**What you are asked to do**
Print, exactly as written, every line from the first line of the records below through the line containing "async fn get_many(&self, ids: &[Uuid])", and nothing further.

**Records for this exercise**
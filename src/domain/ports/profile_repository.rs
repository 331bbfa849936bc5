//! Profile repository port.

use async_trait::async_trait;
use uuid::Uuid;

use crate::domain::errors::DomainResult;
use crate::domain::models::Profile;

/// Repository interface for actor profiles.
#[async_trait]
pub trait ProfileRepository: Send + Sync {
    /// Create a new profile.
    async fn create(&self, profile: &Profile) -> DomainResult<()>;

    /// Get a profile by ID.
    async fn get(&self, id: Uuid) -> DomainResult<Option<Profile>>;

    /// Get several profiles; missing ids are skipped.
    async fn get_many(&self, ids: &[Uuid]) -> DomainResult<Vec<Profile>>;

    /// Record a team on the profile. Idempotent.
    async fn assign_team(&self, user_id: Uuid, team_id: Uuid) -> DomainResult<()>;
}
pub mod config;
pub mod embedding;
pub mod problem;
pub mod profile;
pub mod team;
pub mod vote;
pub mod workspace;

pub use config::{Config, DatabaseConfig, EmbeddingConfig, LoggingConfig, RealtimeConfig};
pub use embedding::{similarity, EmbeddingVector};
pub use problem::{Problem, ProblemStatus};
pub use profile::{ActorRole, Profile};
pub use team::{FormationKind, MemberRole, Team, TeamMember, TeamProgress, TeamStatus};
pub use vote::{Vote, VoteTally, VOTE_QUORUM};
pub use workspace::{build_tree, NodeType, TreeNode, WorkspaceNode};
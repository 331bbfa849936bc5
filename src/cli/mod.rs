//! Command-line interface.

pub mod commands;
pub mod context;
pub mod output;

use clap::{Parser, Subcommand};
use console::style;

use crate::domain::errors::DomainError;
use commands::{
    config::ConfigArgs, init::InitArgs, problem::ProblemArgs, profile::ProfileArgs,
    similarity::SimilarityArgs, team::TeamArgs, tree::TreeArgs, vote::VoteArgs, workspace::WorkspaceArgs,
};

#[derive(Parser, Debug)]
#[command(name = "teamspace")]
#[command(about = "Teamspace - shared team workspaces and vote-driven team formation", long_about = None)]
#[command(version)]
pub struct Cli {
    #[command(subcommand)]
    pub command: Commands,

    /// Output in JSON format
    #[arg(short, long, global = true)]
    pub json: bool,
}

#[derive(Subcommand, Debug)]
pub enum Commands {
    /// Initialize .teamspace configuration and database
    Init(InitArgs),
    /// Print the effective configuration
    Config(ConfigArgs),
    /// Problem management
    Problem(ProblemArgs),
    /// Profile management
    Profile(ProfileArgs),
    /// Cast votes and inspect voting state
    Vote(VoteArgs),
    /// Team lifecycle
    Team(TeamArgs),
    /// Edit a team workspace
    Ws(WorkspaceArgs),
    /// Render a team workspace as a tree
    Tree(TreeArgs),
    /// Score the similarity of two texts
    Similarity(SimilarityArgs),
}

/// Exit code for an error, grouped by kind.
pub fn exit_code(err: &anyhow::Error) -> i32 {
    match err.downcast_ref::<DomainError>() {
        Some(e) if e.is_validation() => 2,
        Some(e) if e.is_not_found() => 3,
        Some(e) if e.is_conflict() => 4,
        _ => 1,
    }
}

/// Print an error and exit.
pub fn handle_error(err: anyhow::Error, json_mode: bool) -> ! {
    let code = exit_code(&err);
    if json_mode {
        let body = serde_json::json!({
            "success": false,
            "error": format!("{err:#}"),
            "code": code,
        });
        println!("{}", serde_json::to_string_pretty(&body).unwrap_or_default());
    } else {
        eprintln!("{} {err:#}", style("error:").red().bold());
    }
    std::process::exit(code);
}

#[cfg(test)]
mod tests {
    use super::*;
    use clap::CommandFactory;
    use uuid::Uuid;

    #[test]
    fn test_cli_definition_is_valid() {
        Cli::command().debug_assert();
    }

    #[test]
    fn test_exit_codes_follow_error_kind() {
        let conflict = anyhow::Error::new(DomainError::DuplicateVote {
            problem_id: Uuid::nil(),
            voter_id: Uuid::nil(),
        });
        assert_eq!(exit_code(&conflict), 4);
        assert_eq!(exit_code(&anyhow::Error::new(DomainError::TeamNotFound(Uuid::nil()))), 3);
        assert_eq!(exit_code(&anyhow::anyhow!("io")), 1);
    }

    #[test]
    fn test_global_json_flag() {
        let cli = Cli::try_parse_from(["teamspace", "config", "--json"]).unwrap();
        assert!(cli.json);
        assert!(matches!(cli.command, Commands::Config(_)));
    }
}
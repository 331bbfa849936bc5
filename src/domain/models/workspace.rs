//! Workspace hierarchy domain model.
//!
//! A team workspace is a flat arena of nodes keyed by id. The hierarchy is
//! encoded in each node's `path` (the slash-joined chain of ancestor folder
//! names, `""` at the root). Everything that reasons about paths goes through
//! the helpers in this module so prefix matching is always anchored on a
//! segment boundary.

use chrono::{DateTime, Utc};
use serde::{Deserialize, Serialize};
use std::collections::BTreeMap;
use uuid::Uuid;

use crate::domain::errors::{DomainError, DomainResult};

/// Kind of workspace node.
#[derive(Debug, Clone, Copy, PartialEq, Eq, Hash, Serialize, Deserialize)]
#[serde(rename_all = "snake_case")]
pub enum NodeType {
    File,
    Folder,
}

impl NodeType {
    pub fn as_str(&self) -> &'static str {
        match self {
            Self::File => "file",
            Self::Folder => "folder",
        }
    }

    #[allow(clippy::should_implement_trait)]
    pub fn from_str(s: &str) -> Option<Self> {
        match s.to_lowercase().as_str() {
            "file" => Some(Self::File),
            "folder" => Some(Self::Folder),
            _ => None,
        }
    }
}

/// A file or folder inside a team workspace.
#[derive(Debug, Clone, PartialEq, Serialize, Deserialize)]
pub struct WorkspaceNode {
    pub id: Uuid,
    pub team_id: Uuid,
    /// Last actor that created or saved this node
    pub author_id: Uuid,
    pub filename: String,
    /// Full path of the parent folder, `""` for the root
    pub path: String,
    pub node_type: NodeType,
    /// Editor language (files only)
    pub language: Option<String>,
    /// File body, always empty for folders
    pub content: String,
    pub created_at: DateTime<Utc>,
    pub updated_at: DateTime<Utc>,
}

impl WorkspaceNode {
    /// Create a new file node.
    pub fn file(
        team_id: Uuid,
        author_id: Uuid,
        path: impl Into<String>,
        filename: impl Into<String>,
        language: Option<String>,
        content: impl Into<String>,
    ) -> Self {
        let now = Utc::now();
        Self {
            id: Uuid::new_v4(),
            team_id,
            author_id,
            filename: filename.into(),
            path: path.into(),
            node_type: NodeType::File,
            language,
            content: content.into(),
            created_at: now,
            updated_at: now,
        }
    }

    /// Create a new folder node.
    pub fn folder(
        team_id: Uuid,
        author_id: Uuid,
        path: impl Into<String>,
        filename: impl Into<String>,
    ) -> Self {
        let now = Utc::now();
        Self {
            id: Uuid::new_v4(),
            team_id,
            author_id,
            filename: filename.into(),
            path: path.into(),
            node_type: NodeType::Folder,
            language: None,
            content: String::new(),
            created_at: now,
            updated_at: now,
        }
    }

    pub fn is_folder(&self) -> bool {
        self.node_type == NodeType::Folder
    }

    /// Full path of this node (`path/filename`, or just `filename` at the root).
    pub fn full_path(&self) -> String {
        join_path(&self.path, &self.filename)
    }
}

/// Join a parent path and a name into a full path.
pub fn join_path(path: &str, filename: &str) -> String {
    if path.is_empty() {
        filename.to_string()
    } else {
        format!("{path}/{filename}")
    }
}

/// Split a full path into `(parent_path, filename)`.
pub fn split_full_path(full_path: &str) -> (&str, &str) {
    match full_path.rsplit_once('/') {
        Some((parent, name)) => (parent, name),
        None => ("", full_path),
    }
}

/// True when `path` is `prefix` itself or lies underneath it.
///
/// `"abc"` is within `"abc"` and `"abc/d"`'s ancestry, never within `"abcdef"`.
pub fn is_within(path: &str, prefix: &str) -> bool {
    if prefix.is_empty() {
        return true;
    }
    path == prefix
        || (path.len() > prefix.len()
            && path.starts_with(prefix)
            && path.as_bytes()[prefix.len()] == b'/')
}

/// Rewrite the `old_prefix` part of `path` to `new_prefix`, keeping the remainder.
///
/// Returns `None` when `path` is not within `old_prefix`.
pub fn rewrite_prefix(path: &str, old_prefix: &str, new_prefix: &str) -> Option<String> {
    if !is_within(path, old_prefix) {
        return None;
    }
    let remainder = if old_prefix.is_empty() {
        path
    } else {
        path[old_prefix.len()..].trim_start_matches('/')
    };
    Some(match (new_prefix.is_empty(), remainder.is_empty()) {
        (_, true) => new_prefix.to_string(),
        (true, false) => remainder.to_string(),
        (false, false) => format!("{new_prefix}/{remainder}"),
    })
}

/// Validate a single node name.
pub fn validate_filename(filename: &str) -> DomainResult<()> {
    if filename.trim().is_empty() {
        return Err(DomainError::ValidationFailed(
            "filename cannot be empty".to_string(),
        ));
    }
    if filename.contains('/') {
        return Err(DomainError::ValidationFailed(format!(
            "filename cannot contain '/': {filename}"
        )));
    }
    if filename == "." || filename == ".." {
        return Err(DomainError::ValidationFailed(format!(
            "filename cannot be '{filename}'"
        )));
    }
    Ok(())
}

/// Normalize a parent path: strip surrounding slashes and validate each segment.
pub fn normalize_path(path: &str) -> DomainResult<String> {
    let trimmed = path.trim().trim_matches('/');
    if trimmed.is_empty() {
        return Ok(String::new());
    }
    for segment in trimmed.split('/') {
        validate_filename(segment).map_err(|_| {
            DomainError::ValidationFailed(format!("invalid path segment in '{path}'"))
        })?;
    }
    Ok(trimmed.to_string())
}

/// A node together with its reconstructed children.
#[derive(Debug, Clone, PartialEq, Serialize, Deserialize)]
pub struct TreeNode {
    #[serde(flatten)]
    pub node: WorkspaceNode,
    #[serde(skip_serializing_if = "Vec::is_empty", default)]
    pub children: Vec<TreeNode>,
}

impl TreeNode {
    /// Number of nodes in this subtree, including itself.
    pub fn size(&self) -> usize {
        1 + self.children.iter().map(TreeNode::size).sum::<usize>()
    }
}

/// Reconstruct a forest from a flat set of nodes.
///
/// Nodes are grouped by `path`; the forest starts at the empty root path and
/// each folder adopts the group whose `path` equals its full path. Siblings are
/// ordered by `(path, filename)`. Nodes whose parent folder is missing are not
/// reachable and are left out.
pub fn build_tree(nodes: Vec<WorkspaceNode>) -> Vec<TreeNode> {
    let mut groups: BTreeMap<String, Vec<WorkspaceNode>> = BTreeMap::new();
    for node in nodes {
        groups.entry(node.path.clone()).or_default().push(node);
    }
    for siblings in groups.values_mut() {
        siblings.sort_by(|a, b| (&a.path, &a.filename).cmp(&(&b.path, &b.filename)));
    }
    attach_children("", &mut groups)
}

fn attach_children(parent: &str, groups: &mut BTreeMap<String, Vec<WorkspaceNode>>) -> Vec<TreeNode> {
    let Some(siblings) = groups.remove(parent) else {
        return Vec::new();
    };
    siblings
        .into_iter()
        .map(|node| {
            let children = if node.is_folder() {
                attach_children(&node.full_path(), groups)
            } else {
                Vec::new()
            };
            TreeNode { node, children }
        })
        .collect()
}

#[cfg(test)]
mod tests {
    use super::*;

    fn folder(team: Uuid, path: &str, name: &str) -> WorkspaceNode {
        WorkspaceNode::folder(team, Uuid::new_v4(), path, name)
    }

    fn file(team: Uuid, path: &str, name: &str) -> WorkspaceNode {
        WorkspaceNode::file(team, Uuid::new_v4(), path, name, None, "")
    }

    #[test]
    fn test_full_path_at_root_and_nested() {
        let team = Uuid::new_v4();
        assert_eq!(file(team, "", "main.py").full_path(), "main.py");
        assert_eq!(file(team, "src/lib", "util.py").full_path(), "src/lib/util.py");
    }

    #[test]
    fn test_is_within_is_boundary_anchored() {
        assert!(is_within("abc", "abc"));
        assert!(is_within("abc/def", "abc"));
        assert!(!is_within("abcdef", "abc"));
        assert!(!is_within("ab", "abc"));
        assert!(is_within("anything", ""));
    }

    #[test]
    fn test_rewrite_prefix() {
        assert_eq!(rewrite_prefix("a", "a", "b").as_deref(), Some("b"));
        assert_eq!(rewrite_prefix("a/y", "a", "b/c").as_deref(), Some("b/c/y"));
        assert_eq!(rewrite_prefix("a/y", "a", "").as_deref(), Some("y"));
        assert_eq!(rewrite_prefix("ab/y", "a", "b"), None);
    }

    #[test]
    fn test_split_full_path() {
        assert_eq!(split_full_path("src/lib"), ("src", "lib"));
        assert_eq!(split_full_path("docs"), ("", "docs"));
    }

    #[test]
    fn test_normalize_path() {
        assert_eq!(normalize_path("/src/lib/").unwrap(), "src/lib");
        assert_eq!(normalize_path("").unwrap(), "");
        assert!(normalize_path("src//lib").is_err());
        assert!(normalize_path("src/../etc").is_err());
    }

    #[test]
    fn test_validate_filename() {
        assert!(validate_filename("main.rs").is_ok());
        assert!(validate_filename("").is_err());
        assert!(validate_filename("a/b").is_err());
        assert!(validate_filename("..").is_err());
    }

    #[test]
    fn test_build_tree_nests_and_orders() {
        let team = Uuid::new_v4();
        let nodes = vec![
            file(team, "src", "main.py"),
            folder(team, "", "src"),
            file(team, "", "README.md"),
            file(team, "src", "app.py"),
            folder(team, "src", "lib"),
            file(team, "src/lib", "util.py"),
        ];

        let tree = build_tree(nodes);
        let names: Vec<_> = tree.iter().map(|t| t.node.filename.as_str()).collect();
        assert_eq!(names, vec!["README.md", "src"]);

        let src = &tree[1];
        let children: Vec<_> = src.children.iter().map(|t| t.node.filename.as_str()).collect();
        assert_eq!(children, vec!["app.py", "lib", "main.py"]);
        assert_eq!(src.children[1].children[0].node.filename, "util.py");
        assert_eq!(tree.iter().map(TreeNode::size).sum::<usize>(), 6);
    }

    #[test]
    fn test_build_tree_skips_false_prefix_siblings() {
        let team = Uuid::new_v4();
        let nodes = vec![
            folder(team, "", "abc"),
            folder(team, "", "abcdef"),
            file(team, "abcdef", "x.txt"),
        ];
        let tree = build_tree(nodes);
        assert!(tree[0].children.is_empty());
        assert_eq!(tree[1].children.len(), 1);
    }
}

**Task output**
filename src/domain/ports/profile_repository.rs
repository 331bbfa849936bc5
//! Profile repository port.

use async_trait::async_trait;
use uuid::Uuid;

use crate::domain::errors::DomainResult;
use crate::domain::models::Profile;

/// Repository interface for actor profiles.
#[async_trait]
pub trait ProfileRepository: Send + Sync {
    /// Create a new profile.
    async fn create(&self, profile: &Profile) -> DomainResult<()>;

    /// Get a profile by ID.
    async fn get(&self, id: Uuid) -> DomainResult<Option<Profile>>;

    /// Get several profiles; missing ids are skipped.
    async fn get_many(&self, ids: &[Uuid]) -> DomainResult<Vec<Profile>>;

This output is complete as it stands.